# The problem
Report the number of lines in these entries that contain "Regex". Write only the number.

# Data records
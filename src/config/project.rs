//! Project configuration: the user-filled research parameters.
//!
//! The project document is either markdown, where each bullet line
//! `- key: value` (or the fill-in form `- key: [value]`) is one entry, or a
//! flat YAML mapping. Labels are mapped to canonical keys through the
//! system config's `key_aliases`.

use super::model::SystemConfig;
use crate::error::{BsrsError, Result};
use globset::Glob;
use regex::Regex;
use serde_yaml::Value;
use std::collections::BTreeMap;
use std::path::{Path, PathBuf};
use std::sync::LazyLock;

/// File name patterns searched, in priority order, when no path is given.
pub const DISCOVERY_PATTERNS: &[&str] = &[
    "project_config.md",
    "*_config.md",
    "research_config.md",
    "project_config.yaml",
    "project_config.yml",
];

static BULLET_ENTRY: LazyLock<Regex> = LazyLock::new(|| {
    Regex::new(r"^\s*[-*]\s+([^:]+?)\s*:\s*(.*?)\s*$").expect("Invalid bullet entry regex")
});

/// Research parameters supplied by the user for one project.
///
/// Immutable once loaded; components borrow it for the duration of a run.
#[derive(Debug, Clone, Default, PartialEq, Eq)]
pub struct ProjectConfig {
    source: PathBuf,
    values: BTreeMap<String, String>,
}

impl ProjectConfig {
    /// Load and validate a project config document.
    ///
    /// # Returns
    ///
    /// * `Ok(ProjectConfig)` - All required fields are present and non-empty
    /// * `Err(BsrsError::ConfigNotFound)` - `path` does not exist
    /// * `Err(BsrsError::ConfigValidation)` - Parse failure or missing fields
    pub fn load<P: AsRef<Path>>(path: P, system: &SystemConfig) -> Result<Self> {
        let path = path.as_ref();

        if !path.is_file() {
            return Err(BsrsError::ConfigNotFound {
                path: path.to_path_buf(),
            });
        }

        let content = std::fs::read_to_string(path).map_err(|e| {
            BsrsError::invalid_config(path, format!("failed to read file: {}", e))
        })?;

        let raw = if is_yaml(path) {
            parse_yaml(&content, path)?
        } else {
            parse_markdown(&content)
        };

        let config = Self::from_entries(path, raw, system);
        config.validate(&system.required_fields)?;

        tracing::debug!(
            path = %path.display(),
            keys = config.values.len(),
            "loaded project config"
        );
        Ok(config)
    }

    /// Build a config from already-parsed label/value entries.
    ///
    /// Labels are mapped to canonical keys; later entries win.
    pub fn from_entries<I>(source: impl Into<PathBuf>, entries: I, system: &SystemConfig) -> Self
    where
        I: IntoIterator<Item = (String, String)>,
    {
        let values = entries
            .into_iter()
            .map(|(label, value)| (system.canonical_key(&label).to_string(), value))
            .collect();

        Self {
            source: source.into(),
            values,
        }
    }

    /// Check that every required field is present and non-empty.
    ///
    /// All missing fields are reported together.
    pub fn validate(&self, required: &[String]) -> Result<()> {
        let missing: Vec<&str> = required
            .iter()
            .filter(|field| self.get(field).is_none_or(|v| v.trim().is_empty()))
            .map(String::as_str)
            .collect();

        if !missing.is_empty() {
            return Err(BsrsError::invalid_config(
                &self.source,
                format!("missing required field(s): {}", missing.join(", ")),
            ));
        }

        Ok(())
    }

    /// Look up a value by canonical key.
    pub fn get(&self, key: &str) -> Option<&str> {
        self.values.get(key).map(String::as_str)
    }

    /// All entries, ordered by key.
    pub fn values(&self) -> &BTreeMap<String, String> {
        &self.values
    }

    /// The document this config was loaded from.
    #[cfg(test)]
    pub fn source(&self) -> &Path {
        &self.source
    }

    /// Default research topic: the project name, else the document stem.
    pub fn topic(&self) -> String {
        match self.get("project_name").map(str::trim) {
            Some(name) if !name.is_empty() => name.to_string(),
            _ => self
                .source
                .file_stem()
                .map(|s| s.to_string_lossy().to_string())
                .unwrap_or_else(|| "research".to_string()),
        }
    }
}

/// Find the project config document in `root`.
///
/// Patterns in [`DISCOVERY_PATTERNS`] are tried in order; within a pattern
/// the alphabetically first file name wins.
pub fn discover_project_config(root: &Path) -> Result<PathBuf> {
    let not_found = || BsrsError::ConfigNotFound {
        path: root.join(DISCOVERY_PATTERNS[0]),
    };

    let mut names: Vec<String> = std::fs::read_dir(root)
        .map_err(|_| not_found())?
        .filter_map(|entry| entry.ok())
        .filter(|entry| entry.path().is_file())
        .filter_map(|entry| entry.file_name().to_str().map(str::to_string))
        .collect();
    names.sort();

    for pattern in DISCOVERY_PATTERNS {
        let matcher = Glob::new(pattern)
            .map_err(|e| BsrsError::UserError(format!("invalid discovery pattern: {}", e)))?
            .compile_matcher();

        if let Some(name) = names.iter().find(|name| matcher.is_match(name.as_str())) {
            tracing::debug!(pattern, file = %name, "discovered project config");
            return Ok(root.join(name));
        }
    }

    Err(not_found())
}

fn is_yaml(path: &Path) -> bool {
    matches!(
        path.extension().and_then(|e| e.to_str()),
        Some("yaml") | Some("yml")
    )
}

/// Parse `- label: value` bullet lines from a markdown document.
///
/// Bracketed fill-in groups are unwrapped; the unfilled form `[]` is empty.
pub(crate) fn parse_markdown(content: &str) -> Vec<(String, String)> {
    content
        .lines()
        .filter_map(|line| BULLET_ENTRY.captures(line))
        .map(|caps| {
            let label = caps[1].trim().to_string();
            let value = strip_brackets(&caps[2]);
            (label, value)
        })
        .collect()
}

/// Drop the fill-in brackets, so `[Alpha], [Beta]` reads `Alpha, Beta`.
fn strip_brackets(value: &str) -> String {
    value.replace(['[', ']'], "").trim().to_string()
}

/// Parse a flat YAML mapping into label/value entries.
pub(crate) fn parse_yaml(content: &str, origin: &Path) -> Result<Vec<(String, String)>> {
    let doc: Value = serde_yaml::from_str(content)
        .map_err(|e| BsrsError::invalid_config(origin, format!("failed to parse YAML: {}", e)))?;

    let mapping = match doc {
        Value::Mapping(m) => m,
        Value::Null => return Ok(Vec::new()),
        _ => {
            return Err(BsrsError::invalid_config(
                origin,
                "project config must be a mapping of keys to values",
            ));
        }
    };

    mapping
        .into_iter()
        .map(|(key, value)| {
            let key = scalar_to_string(&key).ok_or_else(|| {
                BsrsError::invalid_config(origin, "project config keys must be scalars")
            })?;
            let value = match &value {
                Value::Sequence(items) => items
                    .iter()
                    .map(|item| {
                        scalar_to_string(item).ok_or_else(|| {
                            BsrsError::invalid_config(
                                origin,
                                format!("list '{}' must contain only scalar values", key),
                            )
                        })
                    })
                    .collect::<Result<Vec<_>>>()?
                    .join(", "),
                other => scalar_to_string(other).ok_or_else(|| {
                    BsrsError::invalid_config(
                        origin,
                        format!("value of '{}' must be a scalar or a list", key),
                    )
                })?,
            };
            Ok((key, value))
        })
        .collect()
}

fn scalar_to_string(value: &Value) -> Option<String> {
    match value {
        Value::String(s) => Some(s.clone()),
        Value::Number(n) => Some(n.to_string()),
        Value::Bool(b) => Some(b.to_string()),
        Value::Null => Some(String::new()),
        _ => None,
    }
}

# Answer to this exercise
3